In the world of High Performance Computing (HPC), every second counts. For institutions like Texas Tech University’s High Performance Computing Center (HPCC), maximizing research productivity is paramount, which is why the recent transformation of their HPC infrastructure, powered by CIQ, is such a significant milestone.
The challenge: increase uptime, minimize staff time
HPCC is always looking for opportunities to save staff time by deploying technologies that increase reliability and decrease time to deliver the service. HPCC’s job is to deliver HPC infrastructure support in ways that empower researchers to do their best work.
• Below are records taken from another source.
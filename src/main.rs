use anyhow::Result;
use clap::{Parser, Subcommand};
use junkgen::*;
use std::io::Write;
use std::path::PathBuf;
use std::process::ExitCode;
use std::sync::Arc;
use tokio::sync::broadcast::error::RecvError;
use tokio::time::{Duration, Instant};
use tracing_subscriber::EnvFilter;
use tracing_subscriber::fmt::time::FormatTime;

use junkgen::disk_repo::FreeSpaceProbe;
use junkgen::models::{RunRequest, RunState, SizeUnit};

struct LocalTimer;

impl FormatTime for LocalTimer {
    fn format_time(&self, w: &mut tracing_subscriber::fmt::format::Writer<'_>) -> std::fmt::Result {
        write!(
            w,
            "{}",
            chrono::Local::now().format("%Y-%m-%dT%H:%M:%S%.3f%:z")
        )
    }
}

#[derive(Parser)]
#[command(name = "junkgen", version)]
#[command(about = "Junk file generator: write random-byte files to use up disk space")]
struct Cli {
    #[command(subcommand)]
    command: Commands,
}

#[derive(Subcommand)]
enum Commands {
    /// Generate junk files (ctrl-c cancels at the next chunk)
    Generate {
        /// Keep writing files until the volume is full
        #[arg(long)]
        fill: bool,
        /// Write a fixed number of files even if the config enables fill mode
        #[arg(long, conflicts_with = "fill")]
        no_fill: bool,
        /// Size of each file, in --unit
        #[arg(short, long)]
        size: Option<u64>,
        #[arg(short, long, value_enum)]
        unit: Option<SizeUnit>,
        /// Number of files (implies fixed-count mode)
        #[arg(short = 'n', long, conflicts_with = "fill")]
        count: Option<u64>,
        /// Output folder (default: documents folder)
        #[arg(short, long)]
        dir: Option<PathBuf>,
        /// Write granularity in bytes
        #[arg(long)]
        chunk_size: Option<u64>,
        /// Print progress snapshots as JSON lines
        #[arg(long)]
        json: bool,
    },

    /// Show free space on the volume holding the output folder
    Free {
        #[arg(short, long)]
        dir: Option<PathBuf>,
    },

    /// Open the output folder in the file browser
    Open {
        #[arg(short, long)]
        dir: Option<PathBuf>,
    },
}

#[tokio::main]
async fn main() -> Result<ExitCode> {
    let filter = EnvFilter::try_from_default_env().unwrap_or_else(|_| EnvFilter::new("info"));
    tracing_subscriber::fmt()
        .with_timer(LocalTimer)
        .with_env_filter(filter)
        .with_writer(std::io::stderr)
        .init();

    let cli = Cli::parse();
    let app_config = config::AppConfig::load()?;
    tracing::debug!(
        name = version::NAME,
        version = version::VERSION,
        "{}",
        version::APPLICATION_NAME
    );

    match cli.command {
        Commands::Free { dir } => {
            let dir = app_config.output_dir(dir);
            let probe = disk_repo::VolumeProbe::new();
            println!("{}", report::free_space_line(probe.free_bytes(&dir)));
            Ok(ExitCode::SUCCESS)
        }

        Commands::Open { dir } => {
            folders::open_folder(&app_config.output_dir(dir))?;
            Ok(ExitCode::SUCCESS)
        }

        Commands::Generate {
            fill,
            no_fill,
            size,
            unit,
            count,
            dir,
            chunk_size,
            json,
        } => {
            let request = app_config.run_request(config::RunOverrides {
                fill: match (fill, no_fill) {
                    (true, _) => Some(true),
                    (_, true) => Some(false),
                    _ => None,
                },
                size,
                unit,
                count,
                dir,
            })?;

            let mut engine_config = app_config.engine_config();
            if let Some(bytes) = chunk_size {
                engine_config.chunk_size_bytes = bytes;
            }
            let engine = Arc::new(engine::GenerationEngine::new(
                Arc::new(disk_repo::VolumeProbe::new()),
                engine_config,
            ));
            let render_interval = Duration::from_millis(app_config.progress.render_interval_ms);
            run_generation(engine, request, render_interval, json).await
        }
    }
}

async fn run_generation(
    engine: Arc<engine::GenerationEngine>,
    request: RunRequest,
    render_interval: Duration,
    json: bool,
) -> Result<ExitCode> {
    let mut rx = engine.subscribe();
    let handle = engine.start(request)?;

    let cancel_engine = engine.clone();
    let ctrl_c = tokio::spawn(async move {
        if tokio::signal::ctrl_c().await.is_ok() {
            tracing::info!("Received ctrl-c; cancelling after the current chunk");
            cancel_engine.cancel();
        }
    });

    let mut stdout = std::io::stdout();
    let mut last_render: Option<Instant> = None;
    loop {
        match rx.recv().await {
            Ok(snapshot) => {
                let terminal = snapshot.state.is_terminal();
                let due = last_render.is_none_or(|t| t.elapsed() >= render_interval);
                if terminal || due {
                    if json {
                        writeln!(stdout, "{}", serde_json::to_string(&snapshot)?)?;
                    } else if terminal {
                        writeln!(stdout, "\r{}", report::status_line(&snapshot))?;
                    } else {
                        write!(stdout, "\r{}", report::status_line(&snapshot))?;
                    }
                    stdout.flush()?;
                    last_render = Some(Instant::now());
                }
                if terminal {
                    break;
                }
            }
            // Only the newest snapshot matters; skipped ones are superseded.
            Err(RecvError::Lagged(_)) => continue,
            Err(RecvError::Closed) => break,
        }
    }

    let state = match handle.join().await {
        Ok(last) => last.state,
        Err(e) => {
            tracing::error!(error = %e, operation = "generate", "worker did not finish cleanly");
            RunState::Failed
        }
    };
    ctrl_c.abort();
    Ok(match state {
        RunState::Failed => ExitCode::FAILURE,
        _ => ExitCode::SUCCESS,
    })
}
However, the challenge is achieving this without consuming excessive staff time – a precious resource in academic and laboratory settings. In adopting any suite of support products, HPCC needs to determine whether it will save more staff time in aggregate workload than it will cost them in money.
Like many in the HPC run-your-own-cluster field, HPCC’s immediate goal was to find a reliable replacement for CentOS, which is approaching end of life, but the team also wanted a solution that would extend further, evolving all their technologies with each new version release.
In addition, HPCC sought a support team that would help them resolve any issues rapidly, so they could achieve their ultimate goal: to maximize the research productivity of the university.
CIQ's solution: a modernized HPC software stack
To meet these needs, HPCC chose the CIQ HPC software stack, which includes:
- Rocky Linux: a seamless, stable, and secure successor to CentOS
- Apptainer (formerly Singularity): containers for HPC with full software supply chain security
- Warewulf: a highly scalable cluster management and provisioning toolkit
With CIQ’s simplified and supported turnkey HPC stack, HPCC could harness the full power of computational resources and easily and efficiently execute critically important performance-intensive workloads.
HPCC also engaged CIQ’s escalation support, customization, optimization, integration, and other professional services.
The outcome: exceeding expectations
To measure the success of its engagement with CIQ, HPCC set qualitative goals that were greatly exceeded. For example, based on a previous experience of upgrading operating systems on head nodes, HPCC put aside four days for the process in a planned shutdown schedule. Instead, with the active involvement of the CIQ team, the upgrade was accomplished in a little more than a morning, saving significant time and money. HPCC increased up time and minimized staff time, successfully achieving its mission to maximize the university’s research productivity in dollars, sophistication of technology, papers and students taught.
Alan Sill, manager director of HPCC, said, “It’s been a good investment of money to spend on the service contracts we have with CIQ. It has accomplished my goals of not just saving staff time, but saving staff time in a way that lets them be more productive on other things. My experience with my staff has been that they can quickly become dismissive of support that they don’t consider to be expert. If they’re calling someone up, and they’re getting an answer that they knew already, they will quickly tell me how much of a waste of time that was. That hasn’t happened with the CIQ folks. Every time we’ve come to them with a problem, they’ve delivered a solution. That’s what I was looking for: people who know more than I do.”
With CIQ’s assistance, Texas Tech has not only demonstrably achieved savings in staff time and costs but also has delivered reliable and scalable HPC infrastructure to help Texas Tech researchers do what they do best: science.